While I’m writing this we are halfway through 2026, and UX has undergone a transformation, a transformation towards optimizing for a smooth seamless user experience at the expense of creativity.
The iphone might be one of the biggest symbols of sleek optimized UX in pop culture.
Gone are the days where a plucky designer can get a foot in the door at a cool interesting company with just a unique portfolio, to get to work on the truly innovative projects these days you need technical skills, be that data management skills, quantitative research skills, full stack development skills or all three. On some level I understand the push towards technical skills, in UX, it’s part of the broader trend towards data driven design and optimization, data driven design is great for creating frictionless, intuitive experiences that allow for fast action and decision making. Take designing an air traffic visualization tool for air traffic controllers, in that scenario you would absolutely want the UX of that system to be as smooth and intuitive as possible, however, I do think that in the strive for optimization, something is lost, namely creativity and innovation. I’ve talked before about the dichotomy of design and art and in my opinion all man made objects fall somewhere on a spectrum between design and art, take the example of a chair, a chair can be as functional as possible, prioritizing use above all else, a chair can also be a work of art, made as an artistic expression as much as it is an object to sit in. Optimization, which data driven design amplifies, pushes for systems to emphasize design, and in particular design that focuses on frictionless UX, first and foremost.
The famous Sunset Stripe neighborhood in Geocities.
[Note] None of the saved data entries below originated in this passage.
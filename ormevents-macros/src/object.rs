//! The `#[object]` attribute.
//!
//! Expands an inherent impl block into itself plus an `Object` impl whose
//! member table lists the block's event methods.

use proc_macro2::TokenStream;
use quote::quote;
use syn::{
    Attribute, FnArg, Ident, ImplItem, ImplItemFn, ItemImpl, LitStr, Token, Type,
    parse::{Parse, ParseStream},
    punctuated::Punctuated,
};

/// Arguments for the `#[object]` attribute.
pub(crate) struct ObjectArgs {
    /// Whether the type also has the subscriber capability.
    pub subscriber: bool,
}

impl Parse for ObjectArgs {
    fn parse(input: ParseStream) -> syn::Result<Self> {
        let mut subscriber = false;

        let flags = Punctuated::<Ident, Token![,]>::parse_terminated(input)?;
        for flag in flags {
            match flag.to_string().as_str() {
                "subscriber" => subscriber = true,
                other => {
                    return Err(syn::Error::new(
                        flag.span(),
                        format!("unknown attribute: {}", other),
                    ));
                }
            }
        }

        Ok(ObjectArgs { subscriber })
    }
}

/// How the event payload reaches the method.
enum Payload<'a> {
    /// `&dyn EventArgs`, passed through unchanged.
    Erased,
    /// `&T`, downcast from the payload.
    Typed(&'a Type),
}

struct Member<'a> {
    ident: &'a Ident,
    payload: Payload<'a>,
}

/// Returns `true` and removes the attribute if `#[object(skip)]` is present.
fn take_skip(attrs: &mut Vec<Attribute>) -> syn::Result<bool> {
    let mut skip = false;
    let mut error = None;
    attrs.retain(|attr| {
        if !attr.path().is_ident("object") {
            return true;
        }
        match attr.parse_args::<Ident>() {
            Ok(ident) if ident == "skip" => skip = true,
            Ok(ident) => {
                error = Some(syn::Error::new(
                    ident.span(),
                    format!("unknown method attribute: {}", ident),
                ))
            }
            Err(e) => error = Some(e),
        }
        false
    });
    match error {
        Some(e) => Err(e),
        None => Ok(skip),
    }
}

/// Classifies a method as an event member, or `None` if it is not one.
fn member(method: &ImplItemFn) -> Option<Member<'_>> {
    let sig = &method.sig;
    if sig.asyncness.is_some() || !sig.generics.params.is_empty() || sig.inputs.len() != 2 {
        return None;
    }

    let receiver = sig.receiver()?;
    if receiver.reference.is_none() || receiver.mutability.is_some() {
        return None;
    }

    let FnArg::Typed(arg) = sig.inputs.iter().nth(1)? else {
        return None;
    };
    let Type::Reference(reference) = &*arg.ty else {
        return None;
    };
    if reference.mutability.is_some() {
        return None;
    }

    let payload = match &*reference.elem {
        Type::TraitObject(_) => Payload::Erased,
        elem => Payload::Typed(elem),
    };

    Some(Member {
        ident: &sig.ident,
        payload,
    })
}

pub(crate) fn expand(args: ObjectArgs, mut input: ItemImpl) -> syn::Result<TokenStream> {
    if let Some((_, path, _)) = &input.trait_ {
        return Err(syn::Error::new_spanned(
            path,
            "#[object] must be placed on an inherent impl block",
        ));
    }

    let mut skipped = Vec::new();
    for item in &mut input.items {
        if let ImplItem::Fn(method) = item {
            if take_skip(&mut method.attrs)? {
                skipped.push(method.sig.ident.clone());
            }
        }
    }

    let members: Vec<Member<'_>> = input
        .items
        .iter()
        .filter_map(|item| match item {
            ImplItem::Fn(method) if !skipped.contains(&method.sig.ident) => member(method),
            _ => None,
        })
        .collect();

    let names: Vec<LitStr> = members
        .iter()
        .map(|m| LitStr::new(&m.ident.to_string(), m.ident.span()))
        .collect();

    let responds_to = if names.is_empty() {
        quote! { false }
    } else {
        quote! { ::core::matches!(method, #(#names)|*) }
    };

    let arms = members.iter().zip(&names).map(|(member, name)| {
        let ident = member.ident;
        match member.payload {
            Payload::Erased => quote! {
                #name => ::ormevents::IntoDispatchOutcome::into_outcome(self.#ident(args)),
            },
            Payload::Typed(ty) => quote! {
                #name => {
                    let args = args.downcast_ref::<#ty>().ok_or_else(|| {
                        ::ormevents::DispatchError::ArgsMismatch {
                            method: ::std::string::String::from(#name),
                            expected: ::core::any::type_name::<#ty>(),
                        }
                    })?;
                    ::ormevents::IntoDispatchOutcome::into_outcome(self.#ident(args))
                }
            },
        }
    });

    let as_subscriber = args.subscriber.then(|| {
        quote! {
            fn as_subscriber(
                self: ::std::sync::Arc<Self>,
            ) -> ::core::option::Option<::std::sync::Arc<dyn ::ormevents::EventSubscriber>> {
                ::core::option::Option::Some(self)
            }
        }
    });

    let self_ty = &input.self_ty;
    let (impl_generics, _, where_clause) = input.generics.split_for_impl();

    let expanded = quote! {
        #input

        impl #impl_generics ::ormevents::Object for #self_ty #where_clause {
            #[allow(unused_variables)]
            fn responds_to(&self, method: &str) -> bool {
                #responds_to
            }

            #[allow(unused_variables)]
            fn invoke(
                &self,
                method: &str,
                args: &dyn ::ormevents::EventArgs,
            ) -> ::core::result::Result<(), ::ormevents::BoxError> {
                match method {
                    #(#arms)*
                    _ => ::core::result::Result::Err(::std::boxed::Box::new(
                        ::ormevents::DispatchError::UnknownMethod {
                            type_name: ::ormevents::Object::type_name(self),
                            method: ::std::borrow::ToOwned::to_owned(method),
                        },
                    )),
                }
            }

            #as_subscriber
        }
    };

    Ok(expanded)
}
//! Testing utilities for ormevents.
//!
//! This module provides objects that make it easy to check what the factory
//! registered and what the event manager dispatched.
//!
//! # Features
//!
//! - [`RecordingListener`]: A listener that responds to a fixed set of
//!   methods and records every invocation
//! - [`StaticSubscriber`]: A subscriber with a fixed list of events
//! - [`CountingObject`]: A plain object without methods that counts how many
//!   instances were created

use ormevents_core::{
    BoxError, DispatchError, EventArgs, EventNames, EventSubscriber, Object,
};
use std::sync::{
    Arc, Mutex,
    atomic::{AtomicUsize, Ordering},
};

// ============================================================================
// Recording Listener
// ============================================================================

/// A listener that records all invocations it receives.
///
/// Clones share the same record, so a clone can be handed to a container
/// while the test keeps the original for inspection.
///
/// # Example
///
/// ```rust,ignore
/// let listener = RecordingListener::new(["postLoad"]);
/// manager.add_event_listener(&"postLoad".into(), Arc::new(listener.clone()));
///
/// manager.dispatch("postLoad")?;
/// assert_eq!(listener.calls(), ["postLoad"]);
/// ```
#[derive(Clone, Default)]
pub struct RecordingListener {
    methods: EventNames,
    calls: Arc<Mutex<Vec<String>>>,
    failing: Option<String>,
}

impl RecordingListener {
    /// Create a listener responding to `methods`.
    pub fn new(methods: impl Into<EventNames>) -> Self {
        Self {
            methods: methods.into(),
            calls: Arc::new(Mutex::new(Vec::new())),
            failing: None,
        }
    }

    /// Make `method` return an error when invoked.
    pub fn failing_on(mut self, method: impl Into<String>) -> Self {
        self.failing = Some(method.into());
        self
    }

    /// The methods invoked so far, in order.
    pub fn calls(&self) -> Vec<String> {
        self.calls.lock().unwrap().clone()
    }

    /// Number of invocations.
    pub fn call_count(&self) -> usize {
        self.calls.lock().unwrap().len()
    }

    /// Clear all recorded invocations.
    pub fn clear(&self) {
        self.calls.lock().unwrap().clear();
    }
}

impl Object for RecordingListener {
    fn responds_to(&self, method: &str) -> bool {
        self.methods.contains(method)
    }

    fn invoke(&self, method: &str, _args: &dyn EventArgs) -> Result<(), BoxError> {
        if !self.responds_to(method) {
            return Err(DispatchError::UnknownMethod {
                type_name: self.type_name(),
                method: method.to_owned(),
            }
            .into());
        }
        self.calls.lock().unwrap().push(method.to_owned());
        if self.failing.as_deref() == Some(method) {
            return Err(format!("{method} failed").into());
        }
        Ok(())
    }
}

// ============================================================================
// Static Subscriber
// ============================================================================

/// A subscriber that subscribes to a fixed list of events and records
/// every invocation.
#[derive(Clone, Default)]
pub struct StaticSubscriber {
    inner: RecordingListener,
}

impl StaticSubscriber {
    /// Create a subscriber for `events`.
    pub fn new(events: impl Into<EventNames>) -> Self {
        Self {
            inner: RecordingListener::new(events),
        }
    }

    /// The events dispatched to this subscriber so far, in order.
    pub fn calls(&self) -> Vec<String> {
        self.inner.calls()
    }
}

impl Object for StaticSubscriber {
    fn responds_to(&self, method: &str) -> bool {
        self.inner.responds_to(method)
    }

    fn invoke(&self, method: &str, args: &dyn EventArgs) -> Result<(), BoxError> {
        self.inner.invoke(method, args)
    }

    fn as_subscriber(self: Arc<Self>) -> Option<Arc<dyn EventSubscriber>> {
        Some(self)
    }
}

impl EventSubscriber for StaticSubscriber {
    fn subscribed_events(&self) -> EventNames {
        self.inner.methods.clone()
    }
}

// ============================================================================
// Counting Object
// ============================================================================

static CREATED: AtomicUsize = AtomicUsize::new(0);

/// An object with no methods that counts its instances.
///
/// It is neither a subscriber nor a listener for any event, which makes it a
/// convenient "wrong kind of object" in tests.
pub struct CountingObject;

impl CountingObject {
    /// Total number of instances created by this process.
    pub fn created() -> usize {
        CREATED.load(Ordering::SeqCst)
    }
}

impl Default for CountingObject {
    fn default() -> Self {
        CREATED.fetch_add(1, Ordering::SeqCst);
        Self
    }
}

impl Object for CountingObject {}
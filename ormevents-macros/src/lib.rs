use proc_macro::TokenStream;
use quote::quote;
use syn::{DeriveInput, ItemImpl, parse_macro_input};

mod object;

/// Implements `Object` for the type of an inherent impl block.
///
/// Every method taking `&self` and exactly one more argument becomes an
/// invocable member named after the method. The argument may be
/// `&dyn EventArgs` or a reference to a concrete payload type, which is
/// downcast on invocation.
///
/// - `#[object(subscriber)]` also grants the subscriber capability; the type
///   must implement `EventSubscriber`.
/// - `#[object(skip)]` on a method keeps it out of the member table.
///
/// ```rust,ignore
/// #[derive(Default)]
/// struct Timestamps;
///
/// #[ormevents::object]
/// impl Timestamps {
///     fn prePersist(&self, args: &LifecycleArgs) { ... }
/// }
/// ```
#[proc_macro_attribute]
pub fn object(attr: TokenStream, item: TokenStream) -> TokenStream {
    let args = parse_macro_input!(attr as object::ObjectArgs);
    let input = parse_macro_input!(item as ItemImpl);

    object::expand(args, input)
        .unwrap_or_else(syn::Error::into_compile_error)
        .into()
}

/// Derive macro registering a type in the global type registry.
///
/// The type must implement `Default` and `Object`. It can then be named in
/// configuration by its fully-qualified type name.
#[proc_macro_derive(Instantiable)]
pub fn derive_instantiable(input: TokenStream) -> TokenStream {
    let input = parse_macro_input!(input as DeriveInput);
    let name = &input.ident;

    if !input.generics.params.is_empty() {
        return syn::Error::new_spanned(
            &input.generics,
            "Instantiable types cannot be generic: a type name must identify one type",
        )
        .to_compile_error()
        .into();
    }

    let expanded = quote! {
        ::ormevents::register_type!(#name);
    };

    TokenStream::from(expanded)
}
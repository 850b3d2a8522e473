//! # ormevents-core
//!
//! Core traits for wiring ORM event subscribers and listeners.
//!
//! This crate has minimal dependencies and is meant to be imported by code that
//! provides services or listeners without needing the concrete event manager
//! from `ormevents-std`.
//!
//! # Building Blocks
//!
//! - [`Object`] - a dynamically typed service value. It answers capability
//!   queries: which methods it responds to, and whether it is an
//!   [`EventSubscriber`].
//! - [`EventArgs`] - the payload handed to listener methods on dispatch.
//! - [`EventDispatcher`] - the registration and dispatch contract implemented
//!   by event managers.
//! - [`ServiceContainer`] - the lookup interface of a dependency container.
//!
//! # Error Types
//!
//! - [`WiringError`] - Top-level error returned when building an event manager
//! - [`ConfigError`] - Configuration entries with the wrong shape
//! - [`DomainError`] - Entries that resolve to unusable values
//! - [`ContainerError`] - Service lookup failures
//! - [`DispatchError`] - Failures while dispatching an event

#![deny(clippy::wildcard_imports)]
#![warn(missing_docs)]

mod args;
mod container;
mod dispatcher;
mod error;
mod events;
mod kind;
mod object;
mod response;

// Re-exports
pub use args::{EmptyEventArgs, EventArgs};
pub use container::ServiceContainer;
pub use dispatcher::EventDispatcher;
pub use error::{
    BoxError, ConfigError, ContainerError, DispatchError, DomainError, WiringError,
};
pub use events::EventNames;
pub use kind::ValueKind;
pub use object::{AsAny, EventSubscriber, Object, SUBSCRIBER_CAPABILITY, SharedObject};
pub use response::IntoDispatchOutcome;
//! Type registry for instantiating objects by type name.
//!
//! Configuration may name a type instead of a service. Types become
//! instantiable by name when they are registered here, either explicitly or
//! through `inventory` with [`register_type!`] (which `#[derive(Instantiable)]`
//! expands to). The registry key is the type's [`std::any::type_name`], so it
//! matches [`Object::type_name`] for the instances it creates.
//!
//! [`register_type!`]: crate::register_type

use ormevents_core::{Object, SharedObject};
use std::{
    collections::HashMap,
    fmt,
    sync::{Arc, OnceLock},
};

/// A zero-argument constructor.
pub type Constructor = fn() -> SharedObject;

fn construct<T: Object + Default>() -> SharedObject {
    Arc::new(T::default())
}

/// A type submitted to the global registry.
///
/// This struct is submitted to `inventory` for automatic collection.
pub struct TypeRegistration {
    /// Returns the fully-qualified type name.
    pub type_name: fn() -> &'static str,
    /// Creates a fresh instance.
    pub construct: Constructor,
}

impl TypeRegistration {
    /// Registration for `T`, constructed through [`Default`].
    pub const fn of<T: Object + Default>() -> Self {
        Self {
            type_name: std::any::type_name::<T>,
            construct: construct::<T>,
        }
    }
}

inventory::collect!(TypeRegistration);

/// Registers a type in the global [`TypeRegistry`].
///
/// The type must implement [`Object`] and [`Default`].
///
/// # Example
/// ```rust,ignore
/// #[derive(Default)]
/// struct AuditSubscriber;
///
/// register_type!(AuditSubscriber);
/// ```
///
/// [`Object`]: ormevents_core::Object
#[macro_export]
macro_rules! register_type {
    ($ty:ty) => {
        $crate::inventory::submit! {
            $crate::types::TypeRegistration::of::<$ty>()
        }
    };
}

/// Maps type names to zero-argument constructors.
#[derive(Clone, Default)]
pub struct TypeRegistry {
    constructors: HashMap<String, Constructor>,
}

impl TypeRegistry {
    /// Create an empty registry.
    pub fn new() -> Self {
        Self::default()
    }

    /// A registry holding every type submitted with [`register_type!`].
    ///
    /// [`register_type!`]: crate::register_type
    pub fn global() -> Self {
        static GLOBAL: OnceLock<TypeRegistry> = OnceLock::new();
        GLOBAL
            .get_or_init(|| {
                let mut registry = TypeRegistry::new();
                for registration in inventory::iter::<TypeRegistration> {
                    registry.register_as((registration.type_name)(), registration.construct);
                }
                registry
            })
            .clone()
    }

    /// Register `T` under its type name.
    pub fn register<T: Object + Default>(&mut self) -> &mut Self {
        self.register_as(std::any::type_name::<T>(), construct::<T>)
    }

    /// Register a constructor under an explicit name.
    pub fn register_as(&mut self, name: impl Into<String>, constructor: Constructor) -> &mut Self {
        self.constructors.insert(name.into(), constructor);
        self
    }

    /// Returns `true` if `name` can be instantiated.
    pub fn contains(&self, name: &str) -> bool {
        self.constructors.contains_key(name)
    }

    /// Create a fresh instance of the type registered under `name`.
    pub fn instantiate(&self, name: &str) -> Option<SharedObject> {
        self.constructors.get(name).map(|construct| construct())
    }

    /// Number of registered types.
    pub fn len(&self) -> usize {
        self.constructors.len()
    }

    /// Returns `true` if no types are registered.
    pub fn is_empty(&self) -> bool {
        self.constructors.is_empty()
    }
}

impl fmt::Debug for TypeRegistry {
    fn fmt(&self, f: &mut fmt::Formatter<'_>) -> fmt::Result {
        let mut names: Vec<&String> = self.constructors.keys().collect();
        names.sort();
        f.debug_struct("TypeRegistry").field("types", &names).finish()
    }
}
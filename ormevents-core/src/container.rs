//! Service lookup.

use crate::{error::ContainerError, object::SharedObject};
use std::sync::Arc;

/// The lookup interface of a dependency container.
///
/// `has` must be a side-effect free query; `get` fetches the service and
/// fails with [`ContainerError::NotFound`] when the name is unknown.
pub trait ServiceContainer {
    /// Returns `true` if a service is registered under `name`.
    fn has(&self, name: &str) -> bool;

    /// Fetch the service registered under `name`.
    fn get(&self, name: &str) -> Result<SharedObject, ContainerError>;
}

impl<C: ServiceContainer + ?Sized> ServiceContainer for &C {
    fn has(&self, name: &str) -> bool {
        (**self).has(name)
    }

    fn get(&self, name: &str) -> Result<SharedObject, ContainerError> {
        (**self).get(name)
    }
}

impl<C: ServiceContainer + ?Sized> ServiceContainer for Box<C> {
    fn has(&self, name: &str) -> bool {
        (**self).has(name)
    }

    fn get(&self, name: &str) -> Result<SharedObject, ContainerError> {
        (**self).get(name)
    }
}

impl<C: ServiceContainer + ?Sized> ServiceContainer for Arc<C> {
    fn has(&self, name: &str) -> bool {
        (**self).has(name)
    }

    fn get(&self, name: &str) -> Result<SharedObject, ContainerError> {
        (**self).get(name)
    }
}
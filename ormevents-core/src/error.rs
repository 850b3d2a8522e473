//! Error types for ormevents.
//!
//! This module provides a structured error hierarchy using `thiserror`:
//!
//! - [`WiringError`] - Top-level error returned while building an event manager
//! - [`ConfigError`] - A configuration entry has the wrong shape
//! - [`DomainError`] - A resolved entry does not satisfy its contract
//! - [`ContainerError`] - A service could not be fetched
//! - [`DispatchError`] - A listener failed during dispatch

use crate::kind::ValueKind;
use thiserror::Error;

/// A boxed error type for dynamic error handling.
pub type BoxError = Box<dyn std::error::Error + Send + Sync + 'static>;

/// Top-level error type for building an event manager.
#[derive(Error, Debug)]
pub enum WiringError {
    /// A configuration entry has the wrong structural shape.
    #[error(transparent)]
    Config(#[from] ConfigError),

    /// A configuration entry resolved to a value that cannot be registered.
    #[error(transparent)]
    Domain(#[from] DomainError),

    /// The service container failed to produce a service it reported as known.
    #[error(transparent)]
    Container(#[from] ContainerError),
}

/// Errors caused by the structure of the configuration itself.
#[derive(Error, Debug)]
pub enum ConfigError {
    /// A listener entry is not a `{listener, events}` mapping.
    #[error("invalid event listener config: must be a mapping, \"{found}\" given")]
    ListenerNotMapping {
        /// The kind of value found instead.
        found: ValueKind,
    },

    /// The `config` service exists but is not an application config.
    #[error("invalid \"config\" service: must be an application config, \"{found}\" given")]
    UnexpectedConfigService {
        /// Concrete type name of the service.
        found: &'static str,
    },
}

/// Errors raised when a resolved entry fails its capability check.
#[derive(Error, Debug)]
pub enum DomainError {
    /// A subscriber entry did not resolve to an [`EventSubscriber`](crate::EventSubscriber).
    #[error(
        "invalid event subscriber \"{name}\" given, must be a dependency name, type name or an instance implementing {required}"
    )]
    InvalidSubscriber {
        /// Display name of the entry.
        name: String,
        /// The capability the entry lacks.
        required: &'static str,
    },

    /// A listener entry did not resolve to an object.
    #[error(
        "invalid event listener \"{name}\" given, must be a dependency name, type name or an object"
    )]
    InvalidListener {
        /// Display name of the entry.
        name: String,
    },

    /// A listener does not respond to one of its configured events.
    #[error("invalid event listener \"{listener}\" given: must have a \"{method}\" method")]
    MissingListenerMethod {
        /// Display name of the listener.
        listener: String,
        /// The missing method (the event name).
        method: String,
    },
}

/// Errors returned by a [`ServiceContainer`](crate::ServiceContainer).
#[derive(Error, Debug)]
pub enum ContainerError {
    /// No service is registered under the name.
    #[error("service \"{0}\" not found")]
    NotFound(String),

    /// The service is registered but could not be constructed.
    #[error("service \"{name}\" could not be created")]
    Creation {
        /// Name of the service.
        name: String,
        /// The underlying failure.
        #[source]
        source: BoxError,
    },
}

/// Errors that can occur while dispatching an event.
#[derive(Error, Debug)]
pub enum DispatchError {
    /// The object has no invocable member with this name.
    #[error("`{type_name}` has no \"{method}\" method")]
    UnknownMethod {
        /// Concrete type name of the object.
        type_name: &'static str,
        /// The requested method.
        method: String,
    },

    /// The event arguments are not of the type the method expects.
    #[error("method \"{method}\" expects arguments of type `{expected}`")]
    ArgsMismatch {
        /// The invoked method.
        method: String,
        /// The argument type the method expects.
        expected: &'static str,
    },

    /// A listener returned an error.
    #[error("listener `{listener}` failed while handling \"{event}\"")]
    Listener {
        /// The dispatched event.
        event: String,
        /// Concrete type name of the failing listener.
        listener: &'static str,
        /// The listener's error.
        #[source]
        source: BoxError,
    },
}
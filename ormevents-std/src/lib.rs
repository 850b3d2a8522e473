//! # ormevents-std
//!
//! Standard implementations for ormevents.
//!
//! This crate provides:
//! - **Event manager**: [`EventManager`], the concrete [`EventDispatcher`]
//! - **Service container**: [`Container`] and [`ContainerBuilder`]
//! - **Type registry**: [`TypeRegistry`] and the [`register_type!`] macro
//! - **Testing utilities**: recording listeners and subscribers
//!
//! [`EventDispatcher`]: ormevents_core::EventDispatcher

#![deny(clippy::wildcard_imports)]
#![warn(missing_docs)]

// Re-export core traits
pub use ormevents_core;

// Modules
pub mod container;
pub mod manager;
pub mod testing;
pub mod types;

pub use container::{Container, ContainerBuilder};
pub use inventory;
pub use manager::EventManager;
pub use types::{Constructor, TypeRegistration, TypeRegistry};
Data driven design and optimization does have its place, however I feel that something is lost in the overemphasis on frictionless design. In aiming for frictionless design, we can end up sanding down the parts of an interactive system that are interesting, unique, or that challenge us to think in new ways. And to go back to my comment about plucky designers, in aiming for highly optimized frictionless design the industry filters out designers who are new, inexperienced or just out-of-the-box, essentially excluding new voices and perspectives from the world of UX. To use statistical terms, the arms race of optimization has normalized the types of interactive systems that get made, making interactive systems (websites, apps, mainstream games, etc.) start to feel the same. The message that designers are taught is that unusual, experimental, and innovative interactive systems that may have a high learning curve are not what the industry wants, so designers start self selecting for frictionless optimized design at the expense of innovation, shifting their projects and portfolios towards what everyone else is doing. And something really has been lost in the push for optimization, think of how creative websites used to be in the 90s and early 2000s, while they did not necessarily have smooth easy to pick up UX, no can deny that early websites had creativity.
This also ties into the proliferation of AI in design, gen AI designs, are bland at best, (and unusable at worst), if you’ve ever played around with gen AI in design tools you’ll notice that they always seem to produce the same cookie cutter UI systems that follow the same cookie cutter UX. Ironically gen AI driven UX systems are never data driven, because there is no user research involved in a cookie cutter gen AI UX system that has been slapped on an app or webpage, but on the surface level they have the appearance of being optimized, because the UX systems they are trained on have been optimized, and this is enough for some stakeholders who only have a surface level understanding of what design is.
Overall I think that there should be a balance between optimization and experimentation, while optimization serves an important purpose, leaning too hard into prioritizing optimization comes at the expense of experimentation and creativity in UX.